To find the wavelength of the emitted photon when an electron jumps from the third excited state to the ground state in a hydrogen atom, we can follow these steps:
### Step 1: Identify the energy levels
The ground state energy of the hydrogen atom is given as \( E_1 = -13.6 \, \text{eV} \). The energy of the nth level is given by the formula:
\[
E_n = -\frac{13.6}{n^2} \, \text{eV}
\]
where \( n \) is the principal quantum number.
### Step 2: Calculate the energy of the third excited state
The third excited state corresponds to \( n = 4 \) (since the ground state is \( n = 1 \), the first excited state is \( n = 2 \), the second excited state is \( n = 3 \), and the third excited state is \( n = 4 \)).
\[
E_4 = -\frac{13.6}{4^2} = -\frac{13.6}{16} = -0.85 \, \text{eV}
\]
### Step 3: Calculate the energy difference
The energy difference \( \Delta E \) when the electron transitions from \( n = 4 \) to \( n = 1 \) is:
\[
\Delta E = E_1 - E_4 = (-13.6) - (-0.85) = -13.6 + 0.85 = -12.75 \, \text{eV}
\]
Since we are interested in the energy emitted, we take the absolute value:
\[
\Delta E = 12.75 \, \text{eV}
\]
### Step 4: Convert energy to wavelength
Using the relationship between energy and wavelength:
\[
E = \frac{hc}{\lambda}
\]
where \( h \) is Planck's constant (\( 6.63 \times 10^{-34} \, \text{Js} \)) and \( c \) is the speed of light (\( 3 \times 10^8 \, \text{m/s} \)). Rearranging gives:
\[
\lambda = \frac{hc}{E}
\]
### Step 5: Convert energy from eV to Joules
To use the above formula, we need to convert the energy from eV to Joules.
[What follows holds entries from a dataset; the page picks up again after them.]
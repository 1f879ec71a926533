fn main() {
    if let Ok(target) = std::env::var("TARGET") {
        println!("cargo:rustc-env=CRCFRAME_BUILD_TARGET={target}");
    }
    println!("cargo:rerun-if-env-changed=TARGET");
}
//! Formatted terminal output.
//!
//! We keep formatting code in one place so the data and growth code stay free of
//! presentation concerns.

use crate::status::Assessment;

const DATE_FORMAT: &str = "%-d %b %Y";

/// One-paragraph status sentence for a region.
pub fn format_status(a: &Assessment) -> String {
    let mut out = String::new();

    out.push_str(&format!("{}: {}. ", a.country, a.status.label()));
    out.push_str(&format!(
        "Active cases of #Covid_19 are compounding daily by {:.2}; as of {}, there are {} active cases. ",
        a.rate,
        a.updated.format(DATE_FORMAT),
        group_thousands(a.active_cases),
    ));
    out.push_str(&format!(
        "Projections: {} cases ({}) in {} days",
        fmt_count(a.forecast_cases),
        fmt_growth(a.forecast_growth),
        a.forecast_days,
    ));
    if a.rate < 1.0 {
        out.push_str(&format!(
            "; only 1 active case left in {} days",
            fmt_count(a.days_to_one_case)
        ));
    }
    out.push('.');

    out
}

/// Ranked table, skipping regions with no active cases.
///
/// Row numbers are positions in the full ranking, so skipped regions leave gaps.
pub fn format_top(list: &[Assessment]) -> String {
    let width = list
        .iter()
        .map(|a| a.country.chars().count())
        .max()
        .unwrap_or(0)
        .max("country".len());

    let mut out = String::new();
    out.push_str(&format!(
        "{:>3} {:<width$} {:>5} {:>8}    {}\n",
        "#", "country", "score", "cases", "rate x rate² -- peak"
    ));
    out.push_str(&"-".repeat(3 + 1 + width + 1 + 5 + 1 + 8 + 4 + 20));
    out.push('\n');

    for (i, a) in list.iter().enumerate().filter(|(_, a)| a.active_cases >= 1) {
        out.push_str(&format!(
            "{:>3} {:<width$} {:>5} {:>8}    {:.2}x{:.4} -- {}\n",
            i + 1,
            a.country,
            a.score,
            a.active_cases,
            a.rate,
            a.rate_of_rates,
            fmt_count(a.peak_cases),
        ));
    }

    out
}

pub fn format_countries(countries: &[String]) -> String {
    let mut out = countries.join("\n");
    out.push('\n');
    out
}

/// Signed whole percentage, e.g. `+15%` or `-3%`.
pub fn fmt_growth(percent: f64) -> String {
    let sign = if percent > 0.0 { "+" } else { "" };
    format!("{sign}{percent:.0}%")
}

/// Whole number with thousands separators; non-finite values print as-is.
pub fn fmt_count(v: f64) -> String {
    if !v.is_finite() || v.abs() >= i64::MAX as f64 {
        return format!("{v}");
    }
    group_thousands(v.round() as i64)
}

pub fn group_thousands(n: i64) -> String {
    let digits = n.unsigned_abs().to_string();
    let mut out = String::with_capacity(digits.len() + digits.len() / 3 + 1);
    if n < 0 {
        out.push('-');
    }
    for (i, ch) in digits.chars().enumerate() {
        if i > 0 && (digits.len() - i) % 3 == 0 {
            out.push(',');
        }
        out.push(ch);
    }
    out
}

#[cfg(test)]
mod tests {
    use chrono::NaiveDate;

    use super::*;
    use crate::domain::{Counts, Window};

    fn assessment(country: &str, counts: Counts) -> Assessment {
        let latest = NaiveDate::from_ymd_opt(2020, 3, 23).unwrap();
        let window = Window::resolve(latest, Some(7), None, None, None).unwrap();
        Assessment::evaluate(country, &window, counts)
    }

    #[test]
    fn thousands() {
        assert_eq!(group_thousands(0), "0");
        assert_eq!(group_thousands(999), "999");
        assert_eq!(group_thousands(1000), "1,000");
        assert_eq!(group_thousands(1435678), "1,435,678");
        assert_eq!(group_thousands(-2263), "-2,263");
    }

    #[test]
    fn growth_and_counts() {
        assert_eq!(fmt_growth(15.4), "+15%");
        assert_eq!(fmt_growth(-3.2), "-3%");
        assert_eq!(fmt_growth(0.0), "0%");
        assert_eq!(fmt_count(12343.6), "12,344");
        assert_eq!(fmt_count(f64::INFINITY), "inf");
        assert_eq!(fmt_count(f64::NAN), "NaN");
    }

    #[test]
    fn status_sentence_for_growth() {
        let a = assessment("ITALY", Counts { compare: 2500, since: 10000, latest: 40000 });
        let s = format_status(&a);
        assert!(s.starts_with("ITALY: out of control. "), "{s}");
        assert!(s.contains("as of 23 Mar 2020, there are 40,000 active cases"), "{s}");
        assert!(s.contains("in 30 days."), "{s}");
        assert!(!s.contains("only 1 active case"), "{s}");
    }

    #[test]
    fn status_sentence_for_decline_mentions_last_case() {
        let a = assessment("WORLD", Counts { compare: 4000, since: 2000, latest: 1000 });
        let s = format_status(&a);
        assert!(s.starts_with("WORLD: resolving. "), "{s}");
        assert!(s.contains("; only 1 active case left in "), "{s}");
        assert!(s.ends_with(" days."), "{s}");
    }

    #[test]
    fn top_skips_empty_regions() {
        let list = vec![
            assessment("ATLANTIS", Counts { compare: 0, since: 0, latest: 0 }),
            assessment("ITALY", Counts { compare: 4000, since: 2000, latest: 1000 }),
        ];
        let table = format_top(&list);
        assert!(!table.contains("ATLANTIS"));
        assert_eq!(table.lines().count(), 3);
        // Numbering keeps the position in the full ranking.
        let row = table.lines().nth(2).unwrap();
        assert!(row.trim_start().starts_with("2 ITALY"), "{row}");
    }
}
use std::process::ExitCode;

use tracing_subscriber::EnvFilter;

fn main() -> ExitCode {
    let filter = EnvFilter::try_from_default_env().unwrap_or_else(|_| EnvFilter::new("covid_status=warn"));
    tracing_subscriber::fmt()
        .with_env_filter(filter)
        .with_writer(std::io::stderr)
        .init();

    match covid_status::app::run() {
        Ok(()) => ExitCode::SUCCESS,
        Err(err) => {
            eprintln!("{err}");
            ExitCode::from(err.exit_code())
        }
    }
}
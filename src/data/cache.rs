//! Local, TTL-bounded copies of remote time series.
//!
//! Each resource is backed by `<cache_dir>/<name>.csv`. The file's mtime is the
//! only freshness signal: a file older than the TTL (or a missing file) is
//! refetched and overwritten, otherwise it is parsed as-is. Once parsed, a
//! matrix stays in memory for the lifetime of the cache with no further checks.
//!
//! The cache is single-threaded: `get` takes `&mut self` and two caches over the
//! same directory do not coordinate.

use std::fs::{self, File};
use std::io::{self, BufReader};
use std::path::{Path, PathBuf};
use std::sync::Arc;
use std::time::{Duration, SystemTime};

use tracing::{debug, info};

use crate::data::matrix::TimeSeriesMatrix;
use crate::data::transport::Fetch;
use crate::error::{AppError, ErrorKind};

const FILE_EXT: &str = "csv";

/// Load state of a single resource.
#[derive(Debug, Clone)]
pub enum ResourceState {
    Unloaded,
    Loaded(Arc<TimeSeriesMatrix>),
}

/// One named remote endpoint and its cache file.
#[derive(Debug, Clone)]
pub struct Resource {
    pub name: String,
    pub url: String,
    pub path: PathBuf,
    pub ttl: Duration,
    pub state: ResourceState,
}

impl Resource {
    fn open(&self, fetcher: &dyn Fetch) -> Result<TimeSeriesMatrix, AppError> {
        if is_stale(&self.path, self.ttl)? {
            fetch_and_write(fetcher, &self.url, &self.path)?;
        } else {
            debug!(resource = %self.name, path = %self.path.display(), "cache file is fresh");
        }
        parse(&self.path)
    }
}

pub struct ResourceCache {
    dir: PathBuf,
    fetcher: Box<dyn Fetch>,
    resources: Vec<Resource>,
}

impl ResourceCache {
    pub fn new(dir: impl Into<PathBuf>, fetcher: Box<dyn Fetch>) -> Self {
        Self {
            dir: dir.into(),
            fetcher,
            resources: Vec::new(),
        }
    }

    /// Register (or replace) an endpoint. Replacing drops any loaded matrix.
    pub fn configure(&mut self, name: &str, url: &str, ttl: Duration) {
        let resource = Resource {
            name: name.to_string(),
            url: url.to_string(),
            path: self.dir.join(format!("{name}.{FILE_EXT}")),
            ttl,
            state: ResourceState::Unloaded,
        };
        match self.resources.iter_mut().find(|r| r.name == name) {
            Some(existing) => *existing = resource,
            None => self.resources.push(resource),
        }
    }

    /// Registered names, in registration order.
    pub fn names(&self) -> impl Iterator<Item = &str> {
        self.resources.iter().map(|r| r.name.as_str())
    }

    pub fn resource(&self, name: &str) -> Option<&Resource> {
        self.resources.iter().find(|r| r.name == name)
    }

    /// Matrix for `name`, loading it from disk or the network on first use.
    pub fn get(&mut self, name: &str) -> Result<Arc<TimeSeriesMatrix>, AppError> {
        let fetcher = &*self.fetcher;
        let resource = self
            .resources
            .iter_mut()
            .find(|r| r.name == name)
            .ok_or_else(|| {
                AppError::new(ErrorKind::UnknownResource, format!("unknown resource name `{name}`"))
            })?;

        if let ResourceState::Loaded(matrix) = &resource.state {
            debug!(resource = name, "in-memory hit");
            return Ok(Arc::clone(matrix));
        }

        let matrix = Arc::new(resource.open(fetcher).map_err(|e| e.context("cache"))?);
        resource.state = ResourceState::Loaded(Arc::clone(&matrix));
        Ok(matrix)
    }
}

/// Missing files and files last modified more than `ttl` ago are stale.
fn is_stale(path: &Path, ttl: Duration) -> Result<bool, AppError> {
    let metadata = match fs::metadata(path) {
        Ok(m) => m,
        Err(e) if e.kind() == io::ErrorKind::NotFound => {
            debug!(path = %path.display(), "cache file missing");
            return Ok(true);
        }
        Err(e) => return Err(io_error(path, e)),
    };
    let modified = metadata.modified().map_err(|e| io_error(path, e))?;

    // A clock that went backwards makes the file look brand new.
    let age = SystemTime::now()
        .duration_since(modified)
        .unwrap_or(Duration::ZERO);
    let stale = age > ttl;
    if stale {
        debug!(path = %path.display(), age_secs = age.as_secs(), ttl_secs = ttl.as_secs(), "cache file is stale");
    }
    Ok(stale)
}

/// Fetch `url` and overwrite `path` with the raw body.
fn fetch_and_write(fetcher: &dyn Fetch, url: &str, path: &Path) -> Result<(), AppError> {
    let body = fetcher.fetch(url)?;
    fs::write(path, &body).map_err(|e| io_error(path, e))?;
    info!(%url, path = %path.display(), bytes = body.len(), "fetched resource");
    Ok(())
}

fn parse(path: &Path) -> Result<TimeSeriesMatrix, AppError> {
    let file = File::open(path).map_err(|e| io_error(path, e))?;
    TimeSeriesMatrix::from_reader(BufReader::new(file))
        .map_err(|e| e.context(&format!("{}", path.display())))
}

fn io_error(path: &Path, err: io::Error) -> AppError {
    AppError::new(ErrorKind::Io, format!("{}: {err}", path.display()))
}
The conversion factor is \( 1 \, \text{eV} = 1.6 \times 10^{-19} \, \text{J} \):
\[
E = 12.75 \, \text{eV} \times 1.6 \times 10^{-19} \, \text{J/eV} = 2.04 \times 10^{-18} \, \text{J}
\]
### Step 6: Calculate the wavelength
Now substituting the values into the wavelength formula:
\[
\lambda = \frac{(6.63 \times 10^{-34} \, \text{Js})(3 \times 10^8 \, \text{m/s})}{2.04 \times 10^{-18} \, \text{J}}
\]
Calculating this gives:
\[
\lambda = \frac{1.989 \times 10^{-25}}{2.04 \times 10^{-18}} \approx 9.75 \times 10^{-8} \, \text{m}
\]
### Step 7: Convert to Angstroms
To convert meters to Angstroms (1 Angstrom = \( 10^{-10} \, \text{m} \)):
\[
\lambda \approx 9.75 \times 10^{-8} \, \text{m} = 975 \, \text{nm} = 9750 \, \text{Å}
\]
### Final Answer
The wavelength of the emitted photon is approximately \( 975 \, \text{nm} \) or \( 9750 \, \text{Å} \).